APPLICABILITY OF THE PRIVACY RULE
The Privacy Rule is applicable to “Covered Entities”,
which encompass:
(1) Health
Plans (individual or group plans that provide or pay the cost of medical care,
with specific inclusions and exclusions),
(2) Health
Care Clearinghouses (public or private entities that process or facilitate the
processing of health information), and
(3) Health
Care Providers (providers of medical or health or other services, and any
person or organization who furnishes, bills, or is paid for health care in the
normal course of business).
COMPLIANCE DEADLINES
v All
health care-related entities covered by the Privacy Rule that do not qualify as
“small health plans” must comply with its mandates by April 14, 2003.
v Small
health plans with annual receipts of $5,000,000 or less must comply by April 14, 2004.
NECESSARY EFFORTS FOR PRIVACY RULE COMPLIANCE
Compliance with the essential provisions of the
Privacy Rule requires various efforts on the part of Covered Entities,
including:
(1) Developing
policies and procedures for handling PHI;
(2) Developing
and distributing a Notice of Privacy Practices to all patients;
(3) Using
and disclosing PHI only as authorized, limited to the minimum necessary
information;
(4) Appointing
a privacy official;
(5) Educating
employees as to HIPAA requirements and encouraging employees to report
instances of unauthorized uses or disclosures of PHI; and
(6) Entering
Business Associate Agreements with all Business Associates.
NOTICE OF PRIVACY PRACTICES
At the time of first service to a patient after the
Compliance Deadline, each Covered Entity must distribute to the patient and make
readily available at its facility a notice that clearly explains the rights and
practices outlined in the Privacy Rule and followed by the Covered Entity. The notice must explain: (1) how the Covered
Entity may use and disclose Protected Health Information; (2) the individual’s
rights in connection with Protected Health Information and how to exercise
these rights; (3) the Covered Entity’s legal duties in connection with
Protected Health Information; and (4) information regarding the appropriate
person to contact concerning the entity’s privacy policies.
MINIMUM NECESSARY
STANDARD
Compliance also requires a Covered Entity to limit
the use, disclosure of, and requests for Protected Health Information to the
smallest amount of information necessary to accomplish the intended
purpose. In doing so, the entity must
identify the people or classes of people who need and are allowed access to
Protected Health Information to perform their jobs, set forth a protocol for
routine disclosures, and also implement standards of review for non-routine
disclosures.
PERMITTED USES AND
DISCLOSURES OF PROTECTED HEALTH INFORMATION
While there are many limitations on a Covered
Entity’s use or disclosure of Protected Health Information, the Privacy Rule
generally permits a Covered Entity to use and disclose such information for
treatment, payment, and health care operations without first obtaining patient
consent.

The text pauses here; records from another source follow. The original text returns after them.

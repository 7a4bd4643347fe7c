//! Tracing configuration types.

use serde::Deserialize;

/// Configuration for the logging and OpenTelemetry export subsystem.
#[derive(Debug, Clone, Deserialize)]
pub struct TracingConfig {
    /// The service name reported to the OTLP collector.
    #[serde(default = "default_service_name")]
    pub service_name: String,

    /// OTLP collector endpoint (e.g. "http://otel-collector:4317").
    /// When `None`, OTLP export is disabled and only fmt logging is used.
    #[serde(default)]
    pub otlp_endpoint: Option<String>,

    /// Transport protocol for OTLP export.
    #[serde(default)]
    pub protocol: OtlpProtocol,

    /// Log level filter (e.g. "info", "edge_shaper=debug,info").
    #[serde(default = "default_log_level")]
    pub log_level: String,

    /// Output format for the stderr log stream.
    #[serde(default)]
    pub format: LogFormat,
}

/// Log line format.
#[derive(Debug, Clone, Copy, Deserialize, Default, PartialEq, Eq)]
#[serde(rename_all = "lowercase")]
pub enum LogFormat {
    #[default]
    Text,
    Json,
}

/// OTLP transport protocol.
#[derive(Debug, Clone, Deserialize, Default, PartialEq, Eq)]
#[serde(rename_all = "lowercase")]
pub enum OtlpProtocol {
    #[default]
    Grpc,
    Http,
}

fn default_service_name() -> String {
    "edge-shaper".to_string()
}

fn default_log_level() -> String {
    "info".to_string()
}

impl Default for TracingConfig {
    fn default() -> Self {
        Self {
            service_name: default_service_name(),
            otlp_endpoint: None,
            protocol: OtlpProtocol::default(),
            log_level: default_log_level(),
            format: LogFormat::default(),
        }
    }
}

This exception includes uses
for the provision, coordination, or management of health care and related
services; all activities involving a provider’s payment or reimbursement for
services; and administrative, financial and legal activities that a Covered
Entity performs to keep its business running successfully.
INCIDENTAL USES
AND DISCLOSURES
The
Privacy Rule permits certain Incidental Uses and Disclosures of Protected
Health Information when these disclosures occur as a by-product of a permitted
or required use of information that has been reasonably safeguarded. In order to qualify for such treatment, a
disclosure must be one that cannot reasonably be prevented, is limited in
nature and occurs as a result of a permitted
use or disclosure.
BUSINESS ASSOCIATE
AGREEMENTS
Under the Privacy Rule, a Covered Entity must enter
a Business Associate Agreement with each Business Associate to protect their
use of any Protected Health Information. Business Associates include any
outside entities or individuals who arrange, perform, or assist in a function
involving the use or disclosure of individually identifiable health information. Those who provide legal, actuarial,
accounting, consulting, data aggregation, management, administrative,
accreditation, or financial services that involve the use or disclosure of
Protected Health Information fall within this definition. Typical Business Associates include
attorneys, accounting firms, consultants, pharmacies and third party
administrators.
A
Business Associate Agreement must include: (1) a description of the permitted
and required uses of Protected Health Information by the Business Associate;
(2) representations by the Business Associate that it will not use or further
disclose Protected Health Information in violation of the agreement or any
other law, and will report any known unauthorized disclosures; and (3) a
requirement that the Business Associate will use appropriate safeguards to
protect all Protected Health Information.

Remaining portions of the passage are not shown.